Currently state law mandates drivers caught, usually at safety checkpoints, are written up and their cars impounded for up to 30 days. Authors of AB 353 contend that illegal immigrants and the Latino population in general are more susceptible to losing their impounded vehicles altogether. (The fines and fees can cost more than the car is worth).
Gil Cedillo, (Democrat from Los Angeles and whose campaign treasurer, Kinde Durkee was arrested over the weekend by the FBI for political-related fraud), claims that police impound unlicensed driver's vehicles to raise additional money- something that places an undue burden on Latino families.
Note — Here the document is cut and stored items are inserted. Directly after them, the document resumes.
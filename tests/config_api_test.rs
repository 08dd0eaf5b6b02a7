//! Integration tests for config module public API.

use std::fs;
use std::path::Path;
use tempfile::TempDir;
use toolprobe::config::{
    find_project_root, load_config, load_merged_config, validate, validate_config, ProbeConfig,
    Severity, CONFIG_DIR,
};
use toolprobe::ToolprobeError;

fn write_config(root: &Path, file: &str, content: &str) {
    let dir = root.join(CONFIG_DIR);
    fs::create_dir_all(&dir).unwrap();
    fs::write(dir.join(file), content).unwrap();
}

#[test]
fn public_api_is_accessible() {
    let config = ProbeConfig::default();
    assert!(config.tools.is_empty());
    assert!(validate(&config).is_ok());
}

#[test]
fn full_config_workflow() {
    let temp = TempDir::new().unwrap();
    write_config(
        temp.path(),
        "config.yml",
        r#"
tools:
  jdk:
    executable: java
    search_root: /opt/java
    relative_path: ..
    version_cmd: [java, -version]
    version_pattern: 'version "([\d.]+)'
    version_min: "11"
    version_max: "17.99"
"#,
    );

    let config = load_merged_config(temp.path()).unwrap();
    validate(&config).unwrap();

    let request = config.tool("jdk").unwrap().to_request("jdk").unwrap();
    assert_eq!(request.executable(), "java");
    assert_eq!(request.search_root(), Path::new("/opt/java"));
    assert_eq!(
        request.version_command(),
        Some(&["java".to_string(), "-version".to_string()][..])
    );
    assert_eq!(request.version_max(), Some("17.99"));
}

#[test]
fn local_overrides_merge_over_project() {
    let temp = TempDir::new().unwrap();
    write_config(
        temp.path(),
        "config.yml",
        "tools:\n  maven:\n    executable: mvn\n    search_root: /opt/maven\n",
    );
    write_config(
        temp.path(),
        "config.local.yml",
        "tools:\n  maven:\n    search_root: /home/me/maven\n",
    );

    let config = load_merged_config(temp.path()).unwrap();
    let maven = config.tool("maven").unwrap();
    assert_eq!(maven.executable.as_deref(), Some("mvn"));
    assert_eq!(
        maven.search_root.as_deref(),
        Some(Path::new("/home/me/maven"))
    );
}

#[test]
fn override_file_skips_project_config() {
    let temp = TempDir::new().unwrap();
    write_config(temp.path(), "config.yml", "tools:\n  a:\n    executable: a\n");
    let other = temp.path().join("other.yml");
    fs::write(&other, "tools:\n  b:\n    executable: b\n").unwrap();

    let config = load_config(temp.path(), Some(&other)).unwrap();
    assert!(config.tools.contains_key("b"));
    assert!(!config.tools.contains_key("a"));
}

#[test]
fn missing_config_is_reported() {
    let temp = TempDir::new().unwrap();
    let err = load_merged_config(temp.path()).unwrap_err();
    assert!(matches!(err, ToolprobeError::ConfigNotFound { .. }));
}

#[test]
fn validation_collects_every_problem() {
    let temp = TempDir::new().unwrap();
    write_config(
        temp.path(),
        "config.yml",
        r#"
tools:
  broken:
    version_cmd: [tool, --version]
    version_pattern: '(unclosed'
  inverted:
    executable: x
    version_cmd: [x, -v]
    version_pattern: '(\d+)'
    version_min: "5"
    version_max: "4"
"#,
    );

    let config = load_merged_config(temp.path()).unwrap();
    let rules: Vec<_> = validate_config(&config)
        .into_iter()
        .filter(|d| d.severity == Severity::Error)
        .map(|d| d.rule)
        .collect();

    assert!(rules.contains(&"missing-executable".to_string()));
    assert!(rules.contains(&"invalid-pattern".to_string()));
    assert!(rules.contains(&"inverted-range".to_string()));
    assert!(matches!(
        validate(&config),
        Err(ToolprobeError::ConfigValidationError { .. })
    ));
}

#[test]
fn project_root_is_found_from_subdirectory() {
    let temp = TempDir::new().unwrap();
    write_config(temp.path(), "config.yml", "");
    let nested = temp.path().join("a/b");
    fs::create_dir_all(&nested).unwrap();

    assert_eq!(find_project_root(&nested), Some(temp.path().to_path_buf()));
}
AB 353 co-sponsor Michael Allen (D- Santa Rosa) contends; “Checkpoints in some communities have veered off course from the intended purpose, placing more emphasis on impounding the vehicles of sober, unlicensed drivers than on removing the most dangerous drivers from our roads. AB 353, in partnership with my bill, AB 1389, will clarify the original intent of the Legislature — as well as cities, counties and law enforcement — with regard to impoundments and help peace officers devote more time, energy and resources toward deterring and catching intoxicated drivers.”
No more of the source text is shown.